Answer to Question #11607 Submitted to "Ask the Experts"
Category: Medical and Dental Patient Issues — Diagnostic X Ray and CT
The following question was answered by an expert in the appropriate field:
I was at the hospital with my younger sister, and an x-ray technologist asked me to hold my sister while they left the room to take her throat or chest x ray. I was asked to wear a lead apron. However, I was still a little uncomfortable because of the possibility of x rays scattering and entering my body. I asked the x-ray technologist if he could bring a nurse to do the job, but he said that the nurses were all busy and it would not take very long. I felt even more uncomfortable but had no choice except to stay in the x-ray room. Do you think I was overreacting? Should I be worried?
There should be no reason for concern since the radiation dose you received was very low.
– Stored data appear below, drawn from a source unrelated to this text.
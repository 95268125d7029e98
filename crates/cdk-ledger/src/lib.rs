//! Local e-cash proof ledger and payment engine
#![doc = include_str!("../README.md")]

pub mod cdk_database;
pub mod ledger;
pub mod mint_connector;
pub mod proof_store;
pub mod selection;

/// Re-export common types
#[doc(hidden)]
pub use cdk_ledger_common::{
    amount, database, dhke, ensure_cdk,
    error::{self, Error},
    mint_url, nuts, secret, util, wallet, Amount, Database, MintConnector, MintUrl, PaymentId,
    PaymentRecord, RecordUpdate, TokenId, TokenRecord, WalletId, WalletInfo,
};

#[doc(hidden)]
pub use self::cdk_database::LedgerMemoryDatabase;
#[doc(hidden)]
pub use self::ledger::{
    Ledger, LedgerBuilder, LedgerConfig, OutstandingAttempt, PaymentResult, ReconcileFailure,
    ReconcileReport,
};
#[doc(hidden)]
pub use self::mint_connector::HttpClient;
#[doc(hidden)]
pub use self::proof_store::ProofStore;
#[doc(hidden)]
pub use self::selection::{select_proofs, ProofSelection};

/// Re-export futures::Stream
pub use futures::{Stream, StreamExt};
Diagnostic x rays of the chest or neck require very little radiation exposure. The reason the technologist leaves the room during the exposure is that the technologist would be exposed many times a day.
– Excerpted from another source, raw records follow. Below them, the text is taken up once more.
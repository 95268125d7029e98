//! NUT-00: Notation and Models
//!
//! <https://github.com/cashubtc/nuts/blob/main/00.md>

use std::collections::{BTreeMap, HashSet};
use std::fmt;
use std::str::FromStr;

use serde::{Deserialize, Deserializer, Serialize, Serializer};
use thiserror::Error;

use super::nut01::PublicKey;
use super::nut02::Id;
use crate::dhke::hash_to_curve;
use crate::secret::Secret;
use crate::Amount;

/// List of [Proof]
pub type Proofs = Vec<Proof>;

/// NUT00 Error
#[derive(Debug, Error)]
pub enum Error {
    /// Proof with a zero amount
    #[error("Proof amount must be positive")]
    ZeroAmount,
    /// Same secret appears more than once
    #[error("Duplicate proof secret")]
    DuplicateProofs,
    /// Amount Error
    #[error(transparent)]
    Amount(#[from] crate::amount::Error),
    /// DHKE Error
    #[error(transparent)]
    Dhke(#[from] crate::dhke::Error),
}

/// Utility methods for [Proofs]
pub trait ProofsMethods {
    /// Try to sum up the amounts of all [Proof]s
    fn total_amount(&self) -> Result<Amount, Error>;

    /// Try to fetch the pubkeys of all [Proof]s
    fn ys(&self) -> Result<Vec<PublicKey>, Error>;

    /// Sum proofs by keyset
    fn sum_by_keyset(&self) -> Result<BTreeMap<Id, Amount>, Error>;

    /// Check that no secret appears twice
    fn ensure_unique(&self) -> Result<(), Error>;
}

impl ProofsMethods for Proofs {
    fn total_amount(&self) -> Result<Amount, Error> {
        total_amount(self.iter())
    }

    fn ys(&self) -> Result<Vec<PublicKey>, Error> {
        self.iter().map(|p| p.y()).collect()
    }

    fn sum_by_keyset(&self) -> Result<BTreeMap<Id, Amount>, Error> {
        let mut sums: BTreeMap<Id, Amount> = BTreeMap::new();
        for proof in self {
            let sum = sums.entry(proof.keyset_id.clone()).or_default();
            *sum = sum
                .checked_add(proof.amount)
                .ok_or(crate::amount::Error::AmountOverflow)?;
        }
        Ok(sums)
    }

    fn ensure_unique(&self) -> Result<(), Error> {
        let mut seen = HashSet::with_capacity(self.len());
        if self.iter().all(|p| seen.insert(&p.secret)) {
            Ok(())
        } else {
            Err(Error::DuplicateProofs)
        }
    }
}

/// Sum the amounts of an iterator of proofs
pub fn total_amount<'a, I>(proofs: I) -> Result<Amount, Error>
where
    I: IntoIterator<Item = &'a Proof>,
{
    Ok(Amount::try_sum(proofs.into_iter().map(|p| p.amount))?)
}

/// Proof
///
/// A bearer unit issued by one mint. Proofs are immutable: presenting one to its mint consumes it.
#[derive(Debug, Clone, PartialEq, Eq, Hash, Serialize, Deserialize)]
#[serde(try_from = "ProofData")]
pub struct Proof {
    /// Amount
    pub amount: Amount,
    /// `Keyset id`
    #[serde(rename = "id")]
    pub keyset_id: Id,
    /// Secret message
    pub secret: Secret,
    /// Unblinded signature
    #[serde(rename = "C")]
    pub c: PublicKey,
}

impl Proof {
    /// Create new [`Proof`]
    pub fn new(amount: Amount, keyset_id: Id, secret: Secret, c: PublicKey) -> Self {
        Proof {
            amount,
            keyset_id,
            secret,
            c,
        }
    }

    /// Get y from proof
    ///
    /// Where y is `hash_to_curve(secret)`
    pub fn y(&self) -> Result<PublicKey, Error> {
        Ok(hash_to_curve(self.secret.as_bytes())?)
    }
}

/// Wire shape of a proof before validation
#[derive(Deserialize)]
struct ProofData {
    amount: Amount,
    id: Id,
    secret: Secret,
    #[serde(rename = "C")]
    c: PublicKey,
}

impl TryFrom<ProofData> for Proof {
    type Error = Error;

    fn try_from(data: ProofData) -> Result<Self, Self::Error> {
        if data.amount.is_zero() {
            return Err(Error::ZeroAmount);
        }

        Ok(Proof::new(data.amount, data.id, data.secret, data.c))
    }
}

/// Currency Unit
#[non_exhaustive]
#[derive(Debug, Clone, PartialEq, Eq, Hash, PartialOrd, Ord, Default)]
pub enum CurrencyUnit {
    /// Sat
    #[default]
    Sat,
    /// Msat
    Msat,
    /// Usd
    Usd,
    /// Euro
    Eur,
    /// Custom currency unit
    Custom(String),
}

impl FromStr for CurrencyUnit {
    type Err = std::convert::Infallible;

    fn from_str(value: &str) -> Result<Self, Self::Err> {
        Ok(match value.to_lowercase().as_str() {
            "sat" => Self::Sat,
            "msat" => Self::Msat,
            "usd" => Self::Usd,
            "eur" => Self::Eur,
            _ => Self::Custom(value.to_string()),
        })
    }
}

impl fmt::Display for CurrencyUnit {
    fn fmt(&self, f: &mut fmt::Formatter<'_>) -> fmt::Result {
        let s = match self {
            CurrencyUnit::Sat => "sat",
            CurrencyUnit::Msat => "msat",
            CurrencyUnit::Usd => "usd",
            CurrencyUnit::Eur => "eur",
            CurrencyUnit::Custom(unit) => unit,
        };
        f.write_str(s)
    }
}

impl Serialize for CurrencyUnit {
    fn serialize<S>(&self, serializer: S) -> Result<S::Ok, S::Error>
    where
        S: Serializer,
    {
        serializer.serialize_str(&self.to_string())
    }
}

impl<'de> Deserialize<'de> for CurrencyUnit {
    fn deserialize<D>(deserializer: D) -> Result<Self, D::Error>
    where
        D: Deserializer<'de>,
    {
        let currency: String = String::deserialize(deserializer)?;
        Self::from_str(&currency).map_err(serde::de::Error::custom)
    }
}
Since you were wearing a lead apron, the amount of scattered radiation that you received was minimal—many times less (on the order of a few percent) than you would receive from that same examination as a patient.
It is better to have someone hold the patient than risk the patient moving during the x-ray exposure and making the image unusable. In this case, a second x ray of the patient would have to be taken, thereby increasing the patient's dose.
It is common practice to ask a relative or friend to hold (when necessary) a patient during an x-ray examination. It is better that a relative or friend hold the patient rather than a stranger as it is more comforting.